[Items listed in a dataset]
//! RSS 2.0 and Atom parsing into normalized [`Article`]s.

use std::sync::LazyLock;

use base64::Engine;
use base64::engine::general_purpose::URL_SAFE_NO_PAD;
use chrono::{DateTime, Utc};
use regex::Regex;
use roxmltree::{Document, Node};
use sha2::{Digest, Sha256};

use super::{Article, FeedSource};
use crate::html;

const ATOM_NS: &str = "http://www.w3.org/2005/Atom";
const CONTENT_NS: &str = "http://purl.org/rss/1.0/modules/content/";
const DC_NS: &str = "http://purl.org/dc/elements/1.1/";
const MEDIA_NS: &str = "http://search.yahoo.com/mrss/";

pub const ITEMS_PER_FEED: usize = 10;
pub const DESCRIPTION_CHARS: usize = 300;
const ID_CHARS: usize = 16;

static IMG_SRC: LazyLock<Regex> =
    LazyLock::new(|| Regex::new(r#"<img[^>]+src="([^">]+)""#).expect("valid img regex"));

/// Fields as they appear in the feed, before normalization.
#[derive(Debug, Default)]
struct RawEntry {
    title: String,
    link: String,
    summary: Option<String>,
    content: Option<String>,
    published: Option<String>,
    author: Option<String>,
    guid: Option<String>,
    image: Option<String>,
}

/// Parses up to [`ITEMS_PER_FEED`] entries from an RSS or Atom document.
pub fn parse_feed(xml: &str, source: &FeedSource) -> anyhow::Result<Vec<Article>> {
    let doc = Document::parse(xml)?;
    let root = doc.root_element();

    let entries: Vec<RawEntry> = match root.tag_name().name() {
        "rss" => root
            .descendants()
            .filter(|n| is(*n, None, "item"))
            .take(ITEMS_PER_FEED)
            .map(rss_entry)
            .collect(),
        "feed" if root.tag_name().namespace() == Some(ATOM_NS) => root
            .children()
            .filter(|n| is(*n, Some(ATOM_NS), "entry"))
            .take(ITEMS_PER_FEED)
            .map(atom_entry)
            .collect(),
        other => anyhow::bail!("unsupported feed root element <{other}>"),
    };

    Ok(entries.into_iter().map(|entry| normalize(entry, source)).collect())
}

fn rss_entry(item: Node) -> RawEntry {
    let enclosure = child(item, None, "enclosure").and_then(|n| n.attribute("url"));
    let media_content = child(item, Some(MEDIA_NS), "content").and_then(|n| n.attribute("url"));
    let media_thumbnail = child(item, Some(MEDIA_NS), "thumbnail").and_then(|n| n.attribute("url"));

    RawEntry {
        title: child_text(item, None, "title").unwrap_or_default(),
        link: child_text(item, None, "link").unwrap_or_default(),
        summary: child_text(item, None, "description"),
        content: child_text(item, Some(CONTENT_NS), "encoded"),
        published: child_text(item, None, "pubDate").or_else(|| child_text(item, Some(DC_NS), "date")),
        author: child_text(item, Some(DC_NS), "creator").or_else(|| child_text(item, None, "author")),
        guid: child_text(item, None, "guid"),
        image: media_content.or(media_thumbnail).or(enclosure).map(str::to_owned),
    }
}

fn atom_entry(entry: Node) -> RawEntry {
    let links: Vec<Node> = entry.children().filter(|n| is(*n, Some(ATOM_NS), "link")).collect();
    let link = links
        .iter()
        .find(|n| matches!(n.attribute("rel"), None | Some("alternate")))
        .or_else(|| links.first())
        .and_then(|n| n.attribute("href"))
        .unwrap_or_default()
        .to_string();
    let enclosure = links
        .iter()
        .find(|n| n.attribute("rel") == Some("enclosure"))
        .and_then(|n| n.attribute("href"));
    let media_thumbnail = child(entry, Some(MEDIA_NS), "thumbnail").and_then(|n| n.attribute("url"));

    RawEntry {
        title: child_text(entry, Some(ATOM_NS), "title").unwrap_or_default(),
        link,
        summary: child_text(entry, Some(ATOM_NS), "summary"),
        content: child_text(entry, Some(ATOM_NS), "content"),
        published: child_text(entry, Some(ATOM_NS), "published")
            .or_else(|| child_text(entry, Some(ATOM_NS), "updated")),
        author: child(entry, Some(ATOM_NS), "author").and_then(|a| child_text(a, Some(ATOM_NS), "name")),
        guid: child_text(entry, Some(ATOM_NS), "id"),
        image: media_thumbnail.or(enclosure).map(str::to_owned),
    }
}

fn normalize(entry: RawEntry, source: &FeedSource) -> Article {
    let content = entry
        .content
        .clone()
        .or_else(|| entry.summary.clone())
        .unwrap_or_default();
    let snippet = entry.summary.as_deref().unwrap_or(&content);
    let image = entry
        .image
        .or_else(|| IMG_SRC.captures(&content).map(|caps| caps[1].to_string()));

    Article {
        id: article_id(&entry.link),
        description: clean_description(snippet),
        pub_date: entry.published.as_deref().and_then(parse_date),
        author: entry.author.unwrap_or_else(|| source.name.clone()),
        source: source.name.clone(),
        category: source.category.clone(),
        guid: entry.guid.unwrap_or_else(|| entry.link.clone()),
        title: entry.title,
        link: entry.link,
        content,
        image,
    }
}

/// Stable 16-char id derived from the article link.
pub fn article_id(link: &str) -> String {
    let digest = Sha256::digest(link.as_bytes());
    let mut id = URL_SAFE_NO_PAD.encode(digest);
    id.truncate(ID_CHARS);
    id
}

pub fn clean_description(text: &str) -> String {
    html::truncate_chars(html::strip_tags(text).trim(), DESCRIPTION_CHARS)
}

/// RFC 2822 (RSS) or RFC 3339 (Atom).
pub fn parse_date(value: &str) -> Option<DateTime<Utc>> {
    let value = value.trim();
    DateTime::parse_from_rfc2822(value)
        .or_else(|_| DateTime::parse_from_rfc3339(value))
        .map(|d| d.with_timezone(&Utc))
        .ok()
}

fn is(node: Node, namespace: Option<&str>, name: &str) -> bool {
    node.is_element() && node.tag_name().namespace() == namespace && node.tag_name().name() == name
}

fn child<'a, 'input>(node: Node<'a, 'input>, namespace: Option<&str>, name: &str) -> Option<Node<'a, 'input>> {
    node.children().find(|n| is(*n, namespace, name))
}

/// All text beneath the child element, with CDATA included. Empty text counts as absent.
fn child_text(node: Node, namespace: Option<&str>, name: &str) -> Option<String> {
    let element = child(node, namespace, name)?;
    let text: String = element
        .descendants()
        .filter(|n| n.is_text())
        .filter_map(|n| n.text())
        .collect();
    let text = text.trim();
    (!text.is_empty()).then(|| text.to_string())
}
use std::sync::{Arc, LazyLock};

use regex::Regex;

use crate::completion::CompletionBackend;
use crate::error::AppError;
use crate::prompts::{self, ExplanationLevel};
use crate::types::{ContentData, Definition, DefinitionsData, Operation};

// "Term: definition", tolerating list markers and **bold** terms.
static COLON_PAIR: LazyLock<Regex> = LazyLock::new(|| {
    Regex::new(r"^[\*\-\d]*\s*\*?\*?([^:*]+)\*?\*?\s*:\s*(.+)$").expect("valid colon regex")
});
// "Term - definition".
static DASH_PAIR: LazyLock<Regex> = LazyLock::new(|| {
    Regex::new(r"^[\*\-\d]*\s*\*?\*?([^-*]+)\*?\*?\s*-\s*(.+)$").expect("valid dash regex")
});

const FALLBACK_TERM: &str = "Explanation";

/// Serves both `/define` and `/explain`.
pub struct DefinitionService {
    backend: Arc<dyn CompletionBackend>,
}

impl DefinitionService {
    pub fn new(backend: Arc<dyn CompletionBackend>) -> Self {
        Self { backend }
    }

    pub async fn define(&self, text: &str, terms: &[String]) -> Result<DefinitionsData, AppError> {
        let prompt = prompts::definition_prompt(text, terms);
        let completion = self
            .backend
            .complete(&prompt, &super::options(Operation::Define, 0.3, 400))
            .await?;

        Ok(DefinitionsData {
            definitions: parse_definitions(&completion.content),
            metadata: completion.metadata,
        })
    }

    pub async fn explain(&self, text: &str, level: Option<&str>) -> Result<ContentData, AppError> {
        let prompt = prompts::explanation_prompt(text, ExplanationLevel::parse(level));
        let completion = self
            .backend
            .complete(&prompt, &super::options(Operation::Explain, 0.5, 400))
            .await?;

        Ok(ContentData {
            content: completion.content.trim().to_string(),
            metadata: completion.metadata,
        })
    }
}

/// One definition per `Term: definition` or `Term - definition` line. When
/// no line matches, the whole text becomes a single "Explanation" entry.
pub fn parse_definitions(text: &str) -> Vec<Definition> {
    let mut definitions: Vec<Definition> = text
        .lines()
        .filter(|line| !line.trim().is_empty())
        .filter_map(|line| COLON_PAIR.captures(line).or_else(|| DASH_PAIR.captures(line)))
        .map(|caps| Definition {
            term: caps[1].trim().to_string(),
            definition: caps[2].trim().to_string(),
        })
        .collect();

    if definitions.is_empty() {
        definitions.push(Definition {
            term: FALLBACK_TERM.to_string(),
            definition: text.trim().to_string(),
        });
    }
    definitions
}
use std::fmt;
use std::str::FromStr;

use serde::{Deserialize, Serialize};

use crate::error::ErrorCode;

/// The five text actions offered on a selection.
#[derive(Debug, Clone, Copy, PartialEq, Eq, Hash, Serialize, Deserialize)]
#[serde(rename_all = "lowercase")]
pub enum Operation {
    Eli5,
    Summarize,
    Define,
    Example,
    Explain,
}

impl Operation {
    /// Menu order.
    pub const ALL: [Operation; 5] = [
        Operation::Eli5,
        Operation::Summarize,
        Operation::Define,
        Operation::Example,
        Operation::Explain,
    ];

    pub fn id(self) -> &'static str {
        match self {
            Operation::Eli5 => "eli5",
            Operation::Summarize => "summarize",
            Operation::Define => "define",
            Operation::Example => "example",
            Operation::Explain => "explain",
        }
    }

    pub fn label(self) -> &'static str {
        match self {
            Operation::Eli5 => "📚 ELI5",
            Operation::Summarize => "📝 Summarize",
            Operation::Define => "📖 Define",
            Operation::Example => "🌟 Example",
            Operation::Explain => "💡 Explain",
        }
    }

    pub fn title(self) -> &'static str {
        match self {
            Operation::Eli5 => "Explain like I'm 5",
            Operation::Summarize => "Get key points",
            Operation::Define => "Define terms",
            Operation::Example => "Give examples",
            Operation::Explain => "Plain explanation",
        }
    }

    /// API path relative to `/api`.
    pub fn endpoint(self) -> &'static str {
        match self {
            Operation::Eli5 => "/eli5",
            Operation::Summarize => "/summarize",
            Operation::Define => "/define",
            Operation::Example => "/example",
            Operation::Explain => "/explain",
        }
    }
}

impl fmt::Display for Operation {
    fn fmt(&self, f: &mut fmt::Formatter<'_>) -> fmt::Result {
        f.write_str(self.id())
    }
}

impl FromStr for Operation {
    type Err = String;

    fn from_str(s: &str) -> Result<Self, Self::Err> {
        Operation::ALL
            .into_iter()
            .find(|op| op.id().eq_ignore_ascii_case(s.trim()))
            .ok_or_else(|| format!("unknown action '{s}' (expected one of eli5, summarize, define, example, explain)"))
    }
}

/// Uniform `{success, data | error}` wrapper used by every endpoint.
#[derive(Debug, Clone, Serialize, Deserialize)]
pub struct ApiResponse<T> {
    pub success: bool,
    #[serde(skip_serializing_if = "Option::is_none")]
    pub data: Option<T>,
    #[serde(skip_serializing_if = "Option::is_none")]
    pub error: Option<ErrorBody>,
}

impl<T> ApiResponse<T> {
    pub fn ok(data: T) -> Self {
        Self {
            success: true,
            data: Some(data),
            error: None,
        }
    }

    pub fn failure(code: ErrorCode, message: impl Into<String>) -> Self {
        Self {
            success: false,
            data: None,
            error: Some(ErrorBody {
                code,
                message: message.into(),
                details: None,
            }),
        }
    }
}

#[derive(Debug, Clone, Serialize, Deserialize)]
pub struct ErrorBody {
    pub code: ErrorCode,
    pub message: String,
    #[serde(skip_serializing_if = "Option::is_none")]
    pub details: Option<String>,
}

/// Attached to every completion-backed result.
#[derive(Debug, Clone, PartialEq, Eq, Serialize, Deserialize)]
#[serde(rename_all = "camelCase")]
pub struct CompletionMetadata {
    /// Wall-clock milliseconds spent in the completion call, retries included.
    pub processing_time: u64,
    pub tokens_used: u64,
    pub model: String,
}

// Request bodies. `text` has already been checked by the validation extractors
// by the time these are deserialized.

#[derive(Debug, Clone, Serialize, Deserialize)]
pub struct Eli5Request {
    pub text: String,
    #[serde(default, skip_serializing_if = "Option::is_none")]
    pub context: Option<String>,
}

#[derive(Debug, Clone, Serialize, Deserialize)]
pub struct SummarizeRequest {
    pub text: String,
    #[serde(default, skip_serializing_if = "Option::is_none")]
    pub format: Option<String>,
}

#[derive(Debug, Clone, Serialize, Deserialize)]
pub struct DefineRequest {
    pub text: String,
    #[serde(default, skip_serializing_if = "Option::is_none")]
    pub terms: Option<Vec<String>>,
}

#[derive(Debug, Clone, Serialize, Deserialize)]
pub struct ExplainRequest {
    pub text: String,
    #[serde(default, skip_serializing_if = "Option::is_none")]
    pub level: Option<String>,
}

#[derive(Debug, Clone, Serialize, Deserialize)]
#[serde(rename_all = "camelCase")]
pub struct ExampleRequest {
    pub text: String,
    #[serde(default, skip_serializing_if = "Option::is_none")]
    pub example_type: Option<String>,
}

#[derive(Debug, Clone, Default, Serialize, Deserialize)]
pub struct ArticleRequest {
    #[serde(default, skip_serializing_if = "Option::is_none")]
    pub url: Option<String>,
    #[serde(default, skip_serializing_if = "Option::is_none")]
    pub content: Option<String>,
}

// Response payloads (the `data` part of the envelope).

/// ELI5 and explain results.
#[derive(Debug, Clone, PartialEq, Serialize, Deserialize)]
pub struct ContentData {
    pub content: String,
    pub metadata: CompletionMetadata,
}

#[derive(Debug, Clone, PartialEq, Serialize, Deserialize)]
#[serde(rename_all = "camelCase")]
pub struct SummaryData {
    pub content: String,
    pub key_points: Vec<String>,
    pub metadata: CompletionMetadata,
}

#[derive(Debug, Clone, PartialEq, Eq, Serialize, Deserialize)]
pub struct Definition {
    pub term: String,
    pub definition: String,
}

#[derive(Debug, Clone, PartialEq, Serialize, Deserialize)]
pub struct DefinitionsData {
    pub definitions: Vec<Definition>,
    pub metadata: CompletionMetadata,
}

#[derive(Debug, Clone, PartialEq, Serialize, Deserialize)]
pub struct ExamplesData {
    pub examples: Vec<String>,
    pub metadata: CompletionMetadata,
}

#[derive(Debug, Clone, PartialEq, Eq, Serialize, Deserialize)]
pub struct Analysis {
    pub tldr: String,
    pub topics: Vec<String>,
    pub importance: u8,
}

#[derive(Debug, Clone, PartialEq, Serialize, Deserialize)]
pub struct AnalysisData {
    #[serde(flatten)]
    pub analysis: Analysis,
    pub metadata: CompletionMetadata,
}
use std::collections::HashSet;

use gloss_protocol::{Lexicon, Token, TokenKind};

/// Turns the current token state into the ordered gloss list.
#[derive(Debug, Clone)]
pub struct GlossSequencer {
    time_words: HashSet<String>,
    fingerspelling_enabled: bool,
}

impl GlossSequencer {
    pub fn new(lexicon: &Lexicon, fingerspelling_enabled: bool) -> Self {
        Self {
            time_words: lexicon.time_words.iter().map(|w| w.to_lowercase()).collect(),
            fingerspelling_enabled,
        }
    }

    pub fn fingerspelling_enabled(&self) -> bool {
        self.fingerspelling_enabled
    }

    /// Word a token contributes, if selected. Raw tokens contribute their
    /// surface text and only when fingerspelling is on.
    fn selected<'a>(&self, token: &'a Token) -> Option<&'a str> {
        match token.kind() {
            TokenKind::Matched | TokenKind::Semantic if token.accepted => token.canonical(),
            TokenKind::Raw if self.fingerspelling_enabled => Some(token.original.as_str()),
            _ => None,
        }
    }

    pub fn is_time_expression(&self, text: &str) -> bool {
        text.split_whitespace()
            .any(|w| self.time_words.contains(&w.to_lowercase()))
    }

    /// Time expressions first, then everything else; relative order kept in both.
    pub fn build(&self, tokens: &[Token]) -> Vec<String> {
        let (time, other): (Vec<&str>, Vec<&str>) = tokens
            .iter()
            .filter_map(|t| self.selected(t))
            .partition(|w| self.is_time_expression(w));
        time.into_iter().chain(other).map(str::to_string).collect()
    }
}

#[cfg(test)]
mod tests {
    use super::*;
    use gloss_protocol::{MatchSource, Span};

    fn matched(i: usize, word: &str) -> Token {
        Token::matched(Span::new(i, i + 1), word.into(), word.into(), MatchSource::Exact)
    }

    fn raw(i: usize, word: &str) -> Token {
        Token::raw(Span::new(i, i + 1), word.into(), word.to_lowercase(), word.to_lowercase())
    }

    #[test]
    fn test_time_words_move_to_front() {
        let seq = GlossSequencer::new(&Lexicon::isl(), true);
        let tokens = [matched(0, "hat"), matched(1, "monday"), matched(2, "shirt")];
        assert_eq!(seq.build(&tokens), ["monday", "hat", "shirt"]);
    }

    #[test]
    fn test_reorder_is_stable() {
        let seq = GlossSequencer::new(&Lexicon::isl(), true);
        let tokens = [
            matched(0, "hat"),
            matched(1, "friday"),
            matched(2, "door"),
            matched(3, "today"),
            matched(4, "lamp"),
        ];
        assert_eq!(seq.build(&tokens), ["friday", "today", "hat", "door", "lamp"]);
    }

    #[test]
    fn test_raw_tokens_follow_fingerspelling_toggle() {
        let tokens = [raw(0, "Kitchen"), matched(1, "fan"), raw(2, "Tomorrow")];
        let on = GlossSequencer::new(&Lexicon::isl(), true);
        assert_eq!(on.build(&tokens), ["Tomorrow", "Kitchen", "fan"]);

        let off = GlossSequencer::new(&Lexicon::isl(), false);
        assert_eq!(off.build(&tokens), ["fan"]);
    }

    #[test]
    fn test_rejected_tokens_are_left_out() {
        let seq = GlossSequencer::new(&Lexicon::isl(), false);
        let mut tokens = vec![
            matched(0, "hat"),
            raw(1, "computr").with_semantic_match("computer".into(), 0.9),
        ];
        assert_eq!(seq.build(&tokens), ["hat", "computer"]);
        tokens[1].accepted = false;
        assert_eq!(seq.build(&tokens), ["hat"]);
    }
}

**Work request**:
Using the entries above, quote each line verbatim from the first through the line that contains "pub const ITEMS_PER_FEED: usize = 10;".

**Answer box**:
//! RSS 2.0 and Atom parsing into normalized [`Article`]s.

use std::sync::LazyLock;

use base64::Engine;
use base64::engine::general_purpose::URL_SAFE_NO_PAD;
use chrono::{DateTime, Utc};
use regex::Regex;
use roxmltree::{Document, Node};
use sha2::{Digest, Sha256};

use super::{Article, FeedSource};
use crate::html;

const ATOM_NS: &str = "http://www.w3.org/2005/Atom";
const CONTENT_NS: &str = "http://purl.org/rss/1.0/modules/content/";
const DC_NS: &str = "http://purl.org/dc/elements/1.1/";
const MEDIA_NS: &str = "http://search.yahoo.com/mrss/";

pub const ITEMS_PER_FEED: usize = 10;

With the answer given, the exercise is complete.